*Material shown*
++++++++++++++++++++

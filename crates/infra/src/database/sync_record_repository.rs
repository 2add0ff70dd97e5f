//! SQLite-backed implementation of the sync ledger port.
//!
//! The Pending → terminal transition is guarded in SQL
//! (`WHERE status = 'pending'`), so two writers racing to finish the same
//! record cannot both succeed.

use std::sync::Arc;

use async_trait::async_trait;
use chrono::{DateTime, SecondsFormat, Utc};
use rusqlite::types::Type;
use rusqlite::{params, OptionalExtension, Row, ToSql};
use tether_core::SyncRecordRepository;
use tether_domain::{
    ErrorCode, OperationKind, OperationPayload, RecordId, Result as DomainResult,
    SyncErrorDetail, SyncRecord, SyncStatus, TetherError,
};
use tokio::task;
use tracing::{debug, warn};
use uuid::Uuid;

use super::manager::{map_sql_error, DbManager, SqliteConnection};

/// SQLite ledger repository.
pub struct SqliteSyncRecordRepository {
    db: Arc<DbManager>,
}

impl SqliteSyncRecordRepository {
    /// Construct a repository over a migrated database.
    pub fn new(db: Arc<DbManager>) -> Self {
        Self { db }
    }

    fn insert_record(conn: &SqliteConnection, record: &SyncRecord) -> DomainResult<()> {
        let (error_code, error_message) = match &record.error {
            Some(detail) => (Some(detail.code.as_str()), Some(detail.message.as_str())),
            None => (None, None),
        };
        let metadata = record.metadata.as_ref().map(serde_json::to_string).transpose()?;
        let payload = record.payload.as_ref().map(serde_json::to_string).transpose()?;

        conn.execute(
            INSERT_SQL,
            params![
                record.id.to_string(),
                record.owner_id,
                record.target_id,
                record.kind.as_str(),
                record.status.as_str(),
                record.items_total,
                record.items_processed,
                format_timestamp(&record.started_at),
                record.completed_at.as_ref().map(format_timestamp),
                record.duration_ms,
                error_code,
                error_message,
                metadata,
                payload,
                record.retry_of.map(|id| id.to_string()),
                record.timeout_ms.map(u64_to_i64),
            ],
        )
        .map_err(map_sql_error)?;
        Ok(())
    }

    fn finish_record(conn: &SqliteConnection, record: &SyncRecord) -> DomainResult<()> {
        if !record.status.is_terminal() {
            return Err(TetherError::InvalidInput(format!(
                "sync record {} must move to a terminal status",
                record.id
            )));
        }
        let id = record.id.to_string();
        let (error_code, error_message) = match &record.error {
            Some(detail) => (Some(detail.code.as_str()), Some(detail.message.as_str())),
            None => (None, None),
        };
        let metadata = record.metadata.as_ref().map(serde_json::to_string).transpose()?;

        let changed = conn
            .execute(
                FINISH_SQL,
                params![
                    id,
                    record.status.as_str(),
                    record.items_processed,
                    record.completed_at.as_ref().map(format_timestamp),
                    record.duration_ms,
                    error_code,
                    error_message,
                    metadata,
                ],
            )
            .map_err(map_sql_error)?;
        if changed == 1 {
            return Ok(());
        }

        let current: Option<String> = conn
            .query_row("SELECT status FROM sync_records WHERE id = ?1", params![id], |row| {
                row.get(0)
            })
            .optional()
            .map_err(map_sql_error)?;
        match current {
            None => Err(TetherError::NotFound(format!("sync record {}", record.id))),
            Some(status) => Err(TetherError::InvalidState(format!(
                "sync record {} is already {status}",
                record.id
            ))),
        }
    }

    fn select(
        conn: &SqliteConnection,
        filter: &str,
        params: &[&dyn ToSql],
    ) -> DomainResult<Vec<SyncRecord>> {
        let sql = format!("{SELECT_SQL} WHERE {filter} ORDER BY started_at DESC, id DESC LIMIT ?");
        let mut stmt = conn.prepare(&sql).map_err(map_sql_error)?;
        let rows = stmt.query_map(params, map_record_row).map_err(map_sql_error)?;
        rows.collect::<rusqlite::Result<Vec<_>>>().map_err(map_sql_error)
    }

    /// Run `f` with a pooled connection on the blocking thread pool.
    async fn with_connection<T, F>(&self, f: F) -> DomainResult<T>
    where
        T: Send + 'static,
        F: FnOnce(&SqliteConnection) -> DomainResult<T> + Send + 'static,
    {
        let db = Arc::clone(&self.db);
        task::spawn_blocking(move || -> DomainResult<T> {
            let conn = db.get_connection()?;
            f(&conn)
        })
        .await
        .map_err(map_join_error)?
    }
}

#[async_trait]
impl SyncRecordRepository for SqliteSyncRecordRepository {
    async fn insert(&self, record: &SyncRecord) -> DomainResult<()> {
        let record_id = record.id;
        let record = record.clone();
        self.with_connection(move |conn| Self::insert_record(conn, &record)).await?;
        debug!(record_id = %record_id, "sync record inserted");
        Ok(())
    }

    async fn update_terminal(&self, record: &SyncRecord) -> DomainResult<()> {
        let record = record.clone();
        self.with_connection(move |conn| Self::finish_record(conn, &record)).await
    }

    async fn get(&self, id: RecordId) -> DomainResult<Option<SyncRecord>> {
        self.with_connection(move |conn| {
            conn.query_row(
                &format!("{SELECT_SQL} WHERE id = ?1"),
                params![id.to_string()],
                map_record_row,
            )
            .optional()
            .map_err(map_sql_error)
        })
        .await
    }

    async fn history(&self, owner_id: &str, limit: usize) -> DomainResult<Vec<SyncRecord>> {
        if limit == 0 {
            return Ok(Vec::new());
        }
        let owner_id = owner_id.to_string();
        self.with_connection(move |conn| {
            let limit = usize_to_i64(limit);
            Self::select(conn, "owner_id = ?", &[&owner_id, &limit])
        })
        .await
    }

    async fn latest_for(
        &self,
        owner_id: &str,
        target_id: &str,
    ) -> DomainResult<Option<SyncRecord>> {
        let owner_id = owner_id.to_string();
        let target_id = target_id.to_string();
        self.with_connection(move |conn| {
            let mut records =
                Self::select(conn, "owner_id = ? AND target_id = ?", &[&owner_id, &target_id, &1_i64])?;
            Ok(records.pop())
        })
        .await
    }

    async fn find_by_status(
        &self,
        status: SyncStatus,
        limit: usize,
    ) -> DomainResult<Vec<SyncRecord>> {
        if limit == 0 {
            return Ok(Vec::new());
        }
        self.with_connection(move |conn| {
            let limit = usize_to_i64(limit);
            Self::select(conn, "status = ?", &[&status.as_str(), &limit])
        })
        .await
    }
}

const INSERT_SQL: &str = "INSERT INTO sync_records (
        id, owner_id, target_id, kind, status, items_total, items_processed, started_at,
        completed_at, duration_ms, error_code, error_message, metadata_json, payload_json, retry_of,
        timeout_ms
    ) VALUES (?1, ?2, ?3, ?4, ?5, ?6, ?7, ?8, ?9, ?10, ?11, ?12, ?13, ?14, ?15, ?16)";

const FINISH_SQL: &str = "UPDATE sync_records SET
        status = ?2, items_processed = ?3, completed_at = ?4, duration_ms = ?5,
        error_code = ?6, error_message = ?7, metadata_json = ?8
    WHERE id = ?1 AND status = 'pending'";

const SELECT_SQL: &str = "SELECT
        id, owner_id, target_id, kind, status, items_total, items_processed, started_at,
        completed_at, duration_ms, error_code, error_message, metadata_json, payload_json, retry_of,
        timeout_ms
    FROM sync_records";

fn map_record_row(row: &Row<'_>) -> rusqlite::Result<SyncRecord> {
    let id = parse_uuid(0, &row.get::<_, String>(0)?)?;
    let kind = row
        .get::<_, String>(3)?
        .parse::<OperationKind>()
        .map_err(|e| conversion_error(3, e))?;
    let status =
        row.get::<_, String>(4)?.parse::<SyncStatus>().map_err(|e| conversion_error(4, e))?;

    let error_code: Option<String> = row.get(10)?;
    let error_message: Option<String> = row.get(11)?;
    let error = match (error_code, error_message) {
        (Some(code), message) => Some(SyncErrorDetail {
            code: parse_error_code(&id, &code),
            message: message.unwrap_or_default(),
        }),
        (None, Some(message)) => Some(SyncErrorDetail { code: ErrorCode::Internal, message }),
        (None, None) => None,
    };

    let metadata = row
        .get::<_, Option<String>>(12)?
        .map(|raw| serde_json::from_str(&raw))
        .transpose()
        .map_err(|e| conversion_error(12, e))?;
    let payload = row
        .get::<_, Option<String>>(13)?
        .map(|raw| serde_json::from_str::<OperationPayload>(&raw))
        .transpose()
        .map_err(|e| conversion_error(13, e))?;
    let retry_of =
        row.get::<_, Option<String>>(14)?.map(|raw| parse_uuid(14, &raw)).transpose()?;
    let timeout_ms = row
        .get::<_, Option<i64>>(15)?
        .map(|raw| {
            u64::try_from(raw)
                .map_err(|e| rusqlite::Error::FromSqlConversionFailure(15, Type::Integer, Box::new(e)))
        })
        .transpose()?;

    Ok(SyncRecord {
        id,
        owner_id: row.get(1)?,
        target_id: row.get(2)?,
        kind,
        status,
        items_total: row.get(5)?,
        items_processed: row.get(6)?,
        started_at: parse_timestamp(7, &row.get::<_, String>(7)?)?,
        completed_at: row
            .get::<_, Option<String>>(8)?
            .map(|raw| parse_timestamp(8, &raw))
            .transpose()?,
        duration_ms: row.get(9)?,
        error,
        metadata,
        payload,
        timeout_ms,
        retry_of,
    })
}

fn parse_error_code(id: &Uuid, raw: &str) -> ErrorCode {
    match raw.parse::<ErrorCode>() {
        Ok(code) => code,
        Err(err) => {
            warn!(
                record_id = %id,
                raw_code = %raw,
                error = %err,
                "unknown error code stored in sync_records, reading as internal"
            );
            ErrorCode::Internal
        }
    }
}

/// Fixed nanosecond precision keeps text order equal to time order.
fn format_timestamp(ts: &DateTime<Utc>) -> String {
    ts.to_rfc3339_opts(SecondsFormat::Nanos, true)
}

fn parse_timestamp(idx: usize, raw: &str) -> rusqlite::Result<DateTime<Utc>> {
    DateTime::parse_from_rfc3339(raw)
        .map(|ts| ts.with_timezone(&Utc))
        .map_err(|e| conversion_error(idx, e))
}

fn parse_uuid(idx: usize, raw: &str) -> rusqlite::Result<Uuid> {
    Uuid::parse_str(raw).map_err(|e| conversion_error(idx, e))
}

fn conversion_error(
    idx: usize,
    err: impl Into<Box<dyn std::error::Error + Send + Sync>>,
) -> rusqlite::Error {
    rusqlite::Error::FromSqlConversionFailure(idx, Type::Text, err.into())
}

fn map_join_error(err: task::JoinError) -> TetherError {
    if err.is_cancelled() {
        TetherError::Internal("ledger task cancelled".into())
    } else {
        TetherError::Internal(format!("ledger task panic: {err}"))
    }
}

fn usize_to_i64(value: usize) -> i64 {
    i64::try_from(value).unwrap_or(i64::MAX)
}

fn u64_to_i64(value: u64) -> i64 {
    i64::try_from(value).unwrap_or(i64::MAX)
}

++++++++++++++++++++

*Your instructions*
Count the lines above in which the string "return" occurs, and write the number with no other text.

*Response to the exercise*
4